* [Task description]: From the line containing "let scores = [0.0_f32, 0.1, 0.5, 0.82, 0.97, 1.0];" down to the final line of the entries below, restate each line word for word and add nothing.
[[ Records for processing open ]]
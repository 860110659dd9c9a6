//! Relevance ranking: rescale similarity by how many extracted concepts appear
//! literally in the candidate's source URL.

use std::cmp::Ordering;

use serde::Serialize;

use super::concepts::ConceptSet;
use super::retriever::Candidate;

#[derive(Debug, Clone, PartialEq, Serialize)]
pub struct RankedCandidate {
    pub candidate: Candidate,
    pub original_score: f32,
    pub concept_matches: usize,
    pub enhanced_score: f32,
}

#[derive(Debug, Clone, Copy)]
pub struct RelevanceRanker {
    boost_per_match: f32,
}

impl RelevanceRanker {
    pub fn new(boost_per_match: f32) -> Self {
        Self {
            boost_per_match: boost_per_match.max(0.0),
        }
    }

    /// Scores every candidate and sorts descending by enhanced score. The sort
    /// is stable, so ties keep retrieval order.
    pub fn rank(&self, candidates: Vec<Candidate>, concepts: &ConceptSet) -> Vec<RankedCandidate> {
        let mut ranked: Vec<RankedCandidate> = candidates
            .into_iter()
            .map(|candidate| self.score(candidate, concepts))
            .collect();

        ranked.sort_by(|a, b| {
            b.enhanced_score
                .partial_cmp(&a.enhanced_score)
                .unwrap_or(Ordering::Equal)
        });

        ranked
    }

    fn score(&self, candidate: Candidate, concepts: &ConceptSet) -> RankedCandidate {
        let original_score = candidate.score;
        let concept_matches = match candidate.url() {
            Some(url) => {
                let url = url.to_lowercase();
                concepts
                    .terms()
                    .iter()
                    .filter(|concept| url.contains(concept.as_str()))
                    .count()
            }
            None => 0,
        };

        let boost = concept_matches as f32 * self.boost_per_match;
        let enhanced_score = if boost > 0.0 {
            (original_score + boost).min(1.0)
        } else {
            original_score
        };

        tracing::debug!(
            url = candidate.url().unwrap_or(""),
            original = original_score,
            matches = concept_matches,
            boost,
            enhanced = enhanced_score,
            "URL relevance check"
        );

        RankedCandidate {
            candidate,
            original_score,
            concept_matches,
            enhanced_score,
        }
    }
}

#[cfg(test)]
mod tests {
    use super::*;
    use crate::rag::store::ChunkMetadata;

    fn candidate(id: &str, score: f32, url: Option<&str>) -> Candidate {
        let mut metadata = ChunkMetadata::new("pdq-powershell");
        metadata.url = url.map(str::to_string);
        Candidate {
            id: id.to_string(),
            content: format!("content of {}", id),
            metadata: Some(metadata),
            score,
        }
    }

    fn ranker() -> RelevanceRanker {
        RelevanceRanker::new(0.05)
    }

    #[test]
    fn one_matching_concept_adds_one_boost() {
        let concepts = ConceptSet::parse("Get-Service");
        let ranked = ranker().rank(
            vec![candidate("a", 0.80, Some("https://docs.example.com/get-service/"))],
            &concepts,
        );

        assert_eq!(ranked[0].concept_matches, 1);
        assert!((ranked[0].enhanced_score - 0.85).abs() < 1e-6);
    }

    #[test]
    fn boost_is_clamped_at_one() {
        let concepts = ConceptSet::parse("restart, service, restart-service");
        let ranked = ranker().rank(
            vec![candidate("a", 0.90, Some("https://x/Restart-Service"))],
            &concepts,
        );

        assert_eq!(ranked[0].concept_matches, 3);
        assert_eq!(ranked[0].enhanced_score, 1.0);
    }

    #[test]
    fn matching_is_literal_substring_containment() {
        let concepts = ConceptSet::parse("Restart-Service, Get-Service");
        let ranked = ranker().rank(
            vec![
                candidate("match", 0.70, Some("https://learn.example.com/restart-service/")),
                candidate("stem", 0.70, Some("https://learn.example.com/restarting-services/")),
            ],
            &concepts,
        );

        let by_id = |id: &str| ranked.iter().find(|r| r.candidate.id == id).unwrap();
        assert_eq!(by_id("match").concept_matches, 1);
        assert_eq!(by_id("stem").concept_matches, 0);
        assert_eq!(by_id("stem").enhanced_score, 0.70);
    }

    #[test]
    fn candidates_without_url_keep_their_score() {
        let concepts = ConceptSet::parse("get-service");
        let mut no_metadata = candidate("bare", 0.75, None);
        no_metadata.metadata = None;

        let ranked = ranker().rank(vec![candidate("nourl", 0.83, None), no_metadata], &concepts);

        assert_eq!(ranked[0].enhanced_score, 0.83);
        assert_eq!(ranked[1].enhanced_score, 0.75);
        assert!(ranked.iter().all(|r| r.concept_matches == 0));
    }

    #[test]
    fn sorts_descending_and_keeps_ties_in_retrieval_order() {
        let concepts = ConceptSet::parse("stop-service");
        let ranked = ranker().rank(
            vec![
                candidate("first", 0.84, Some("https://a")),
                candidate("boosted", 0.80, Some("https://x/stop-service")),
                candidate("second", 0.84, Some("https://b")),
                candidate("top", 0.95, None),
            ],
            &concepts,
        );

        let ids: Vec<&str> = ranked.iter().map(|r| r.candidate.id.as_str()).collect();
        assert_eq!(ids, vec!["top", "boosted", "first", "second"]);
    }

    #[test]
    fn enhanced_score_is_bounded_for_all_inputs() {
        let concepts = ConceptSet::parse("a, b, c, d, e, f, g");
        let scores = [0.0_f32, 0.1, 0.5, 0.82, 0.97, 1.0];
        let candidates: Vec<Candidate> = scores
            .iter()
            .enumerate()
            .map(|(i, s)| candidate(&i.to_string(), *s, Some("https://abcdefg")))
            .collect();

        for ranked in ranker().rank(candidates, &concepts) {
            assert!(ranked.enhanced_score <= 1.0);
            assert!(ranked.enhanced_score >= ranked.original_score);
        }
    }
}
[[ Records for processing closed ]]
* [Response area]:
        let scores = [0.0_f32, 0.1, 0.5, 0.82, 0.97, 1.0];
        let candidates: Vec<Candidate> = scores
            .iter()
            .enumerate()
            .map(|(i, s)| candidate(&i.to_string(), *s, Some("https://abcdefg")))
            .collect();

        for ranked in ranker().rank(candidates, &concepts) {
            assert!(ranked.enhanced_score <= 1.0);
            assert!(ranked.enhanced_score >= ranked.original_score);
        }
    }
}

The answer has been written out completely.